Une revue de littérature accompagnant un cas clinique d'akathisie sous aripiprazole (Kandra, 2025) formule la différence en une phrase, et c'est la plus utile à retenir : « The key distinction is that restlessness in akathisia is a primary physical urge to move that causes emotional distress, whereas motor agitation in anxiety results from a primary psychological state of worry or fear. » — la distinction essentielle est que l'impatience de l'akathisie est une pulsion physique première à bouger, qui cause la détresse émotionnelle, alors que l'agitation motrice de l'anxiété résulte d'un état psychologique premier d'inquiétude ou de peur. Le sens de la flèche est inversé.

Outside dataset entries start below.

//! 连接状态管理
//!
//! 提供连接状态信息，包括：
//! - 面向 UI 的连接状态（connected / reconnecting / disconnected）
//! - 会话身份
//! - 同步统计

use chrono::Utc;
use serde::{Deserialize, Serialize};
use std::sync::Arc;
use tokio::sync::RwLock;

use crate::storage::entities::SessionIdentity;

/// 连接状态
#[derive(Debug, Clone, Copy, PartialEq, Eq, Serialize, Deserialize)]
#[serde(rename_all = "snake_case")]
pub enum ConnectivityStatus {
    /// 已连接（推送流已就绪）
    Connected,
    /// 重连中（退避等待或正在重新订阅）
    Reconnecting,
    /// 未连接
    Disconnected,
}

impl std::fmt::Display for ConnectivityStatus {
    fn fmt(&self, f: &mut std::fmt::Formatter<'_>) -> std::fmt::Result {
        match self {
            ConnectivityStatus::Connected => write!(f, "已连接"),
            ConnectivityStatus::Reconnecting => write!(f, "重连中"),
            ConnectivityStatus::Disconnected => write!(f, "未连接"),
        }
    }
}

/// 同步统计
#[derive(Debug, Clone, Default, Serialize, Deserialize)]
pub struct SyncStats {
    /// 推送流收到的事件数（含重复）
    pub events_received: u64,
    /// 已应用的批次数
    pub batches_applied: u64,
    /// 检测到的空洞数
    pub holes_detected: u64,
    /// 全量重建次数
    pub full_fetches: u64,
    /// diff 续传次数
    pub diffs_applied: u64,
    /// 整集合重拉次数
    pub resyncs: u64,
    /// 重连次数
    pub reconnects: u64,
    /// 已提交 / 失败的 mutation
    pub mutations_committed: u64,
    pub mutations_failed: u64,
    /// 最后活动时间（UTC毫秒时间戳）
    pub last_activity_time: Option<i64>,
}

/// SDK 连接状态
#[derive(Debug, Clone, Serialize, Deserialize)]
pub struct ConnectionState {
    pub status: ConnectivityStatus,
    pub identity: Option<SessionIdentity>,
    pub stats: SyncStats,
    /// 推送流就绪时间（UTC毫秒时间戳）
    pub connected_at: Option<i64>,
    pub sdk_version: String,
    /// 最近一次断开原因
    pub last_disconnect_reason: Option<String>,
}

impl Default for ConnectionState {
    fn default() -> Self {
        Self {
            status: ConnectivityStatus::Disconnected,
            identity: None,
            stats: SyncStats::default(),
            connected_at: None,
            sdk_version: crate::version::SDK_VERSION.to_string(),
            last_disconnect_reason: None,
        }
    }
}

impl ConnectionState {
    /// 获取连接持续时间（秒）
    pub fn connection_duration_secs(&self) -> Option<i64> {
        self.connected_at.map(|connected_at| {
            let now = Utc::now().timestamp_millis();
            (now - connected_at) / 1000
        })
    }

    /// 格式化连接持续时间为可读字符串
    pub fn format_connection_duration(&self) -> String {
        match self.connection_duration_secs() {
            Some(secs) => {
                let hours = secs / 3600;
                let minutes = (secs % 3600) / 60;
                let seconds = secs % 60;

                if hours > 0 {
                    format!("{}小时{}分{}秒", hours, minutes, seconds)
                } else if minutes > 0 {
                    format!("{}分{}秒", minutes, seconds)
                } else {
                    format!("{}秒", seconds)
                }
            }
            None => "未连接".to_string(),
        }
    }

    /// 生成状态摘要（用于日志打印）
    pub fn summary(&self) -> String {
        let identity = self
            .identity
            .as_ref()
            .map(|i| i.to_string())
            .unwrap_or_else(|| "未绑定会话".to_string());

        format!(
            "【连接状态】\n\
             状态: {}\n\
             会话: {}\n\
             已连接: {}\n\
             同步: 批次{}/空洞{}/全量{}/diff{}/重拉{}\n\
             重连: {}次\n\
             SDK版本: {}",
            self.status,
            identity,
            self.format_connection_duration(),
            self.stats.batches_applied,
            self.stats.holes_detected,
            self.stats.full_fetches,
            self.stats.diffs_applied,
            self.stats.resyncs,
            self.stats.reconnects,
            self.sdk_version,
        )
    }

    pub fn to_json_pretty(&self) -> Result<String, serde_json::Error> {
        serde_json::to_string_pretty(self)
    }
}

/// 连接状态管理器（线程安全）
#[derive(Debug, Clone, Default)]
pub struct ConnectionStateManager {
    state: Arc<RwLock<ConnectionState>>,
}

impl ConnectionStateManager {
    pub fn new(identity: SessionIdentity) -> Self {
        let state = ConnectionState {
            identity: Some(identity),
            ..ConnectionState::default()
        };
        Self {
            state: Arc::new(RwLock::new(state)),
        }
    }

    /// 更新状态；状态确有变化时返回旧值
    pub async fn set_status(&self, status: ConnectivityStatus) -> Option<ConnectivityStatus> {
        let mut state = self.state.write().await;
        if state.status == status {
            return None;
        }
        let old = state.status;
        state.status = status;
        match status {
            ConnectivityStatus::Connected => {
                state.connected_at = Some(Utc::now().timestamp_millis());
            }
            ConnectivityStatus::Reconnecting | ConnectivityStatus::Disconnected => {
                state.connected_at = None;
            }
        }
        Some(old)
    }

    pub async fn status(&self) -> ConnectivityStatus {
        self.state.read().await.status
    }

    pub async fn record_disconnect(&self, reason: &str) {
        let mut state = self.state.write().await;
        state.stats.reconnects += 1;
        state.last_disconnect_reason = Some(reason.to_string());
    }

    /// 修改统计
    pub async fn update_stats(&self, f: impl FnOnce(&mut SyncStats)) {
        let mut state = self.state.write().await;
        f(&mut state.stats);
        state.stats.last_activity_time = Some(Utc::now().timestamp_millis());
    }

    pub async fn get_state(&self) -> ConnectionState {
        self.state.read().await.clone()
    }

    pub async fn get_summary(&self) -> String {
        self.state.read().await.summary()
    }

    pub async fn log_state(&self) {
        let summary = self.get_summary().await;
        tracing::info!("\n{}", summary);
    }
}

Quelques éléments qui aident à trancher, sans jamais suffire à eux seuls :

Un point important pour éviter de se diagnostiquer soi-même à tort : le syndrome des jambes sans repos partage avec l'akathisie l'impatience des membres inférieurs et le soulagement par le mouvement. Il s'en distingue classiquement par une aggravation le soir et au repos, et par une gêne qui empêche l'endormissement. Par ailleurs, le sevrage des benzodiazépines et de l'alcool peut lui-même produire une agitation intérieure sévère. Ces tableaux se chevauchent, et c'est exactement pour cela que la mise au point revient à un médecin qui a sous les yeux la chronologie complète de l'ordonnance.

Pourquoi la confusion est fréquente — et pourquoi elle est dangereuse

La confusion est facile à comprendre. La personne dit « je suis agitée », « je ne tiens plus en place », « ça monte ». Ce sont des mots qui appartiennent aussi au vocabulaire de l'anxiété. Elle est souvent déjà suivie pour un trouble psychiatrique, ce qui rend l'interprétation « c'est votre pathologie qui reprend » immédiatement disponible. Et l'akathisie ne se voit sur aucun examen : ni prise de sang, ni imagerie ne la montrent.

Le risque est alors une boucle d'aggravation. Si l'agitation est lue comme une anxiété ou comme une recrudescence des symptômes de fond, la réponse logique est d'intensifier le traitement psychotrope — augmenter la dose de l'antipsychotique, ou en ajouter un. Or si l'agitation est une akathisie induite par cette même molécule, l'augmentation ne la soulage pas : elle peut l'aggraver. La personne va plus mal, ce qui semble confirmer que la maladie s'aggrave, ce qui justifie une nouvelle augmentation. La boucle se referme.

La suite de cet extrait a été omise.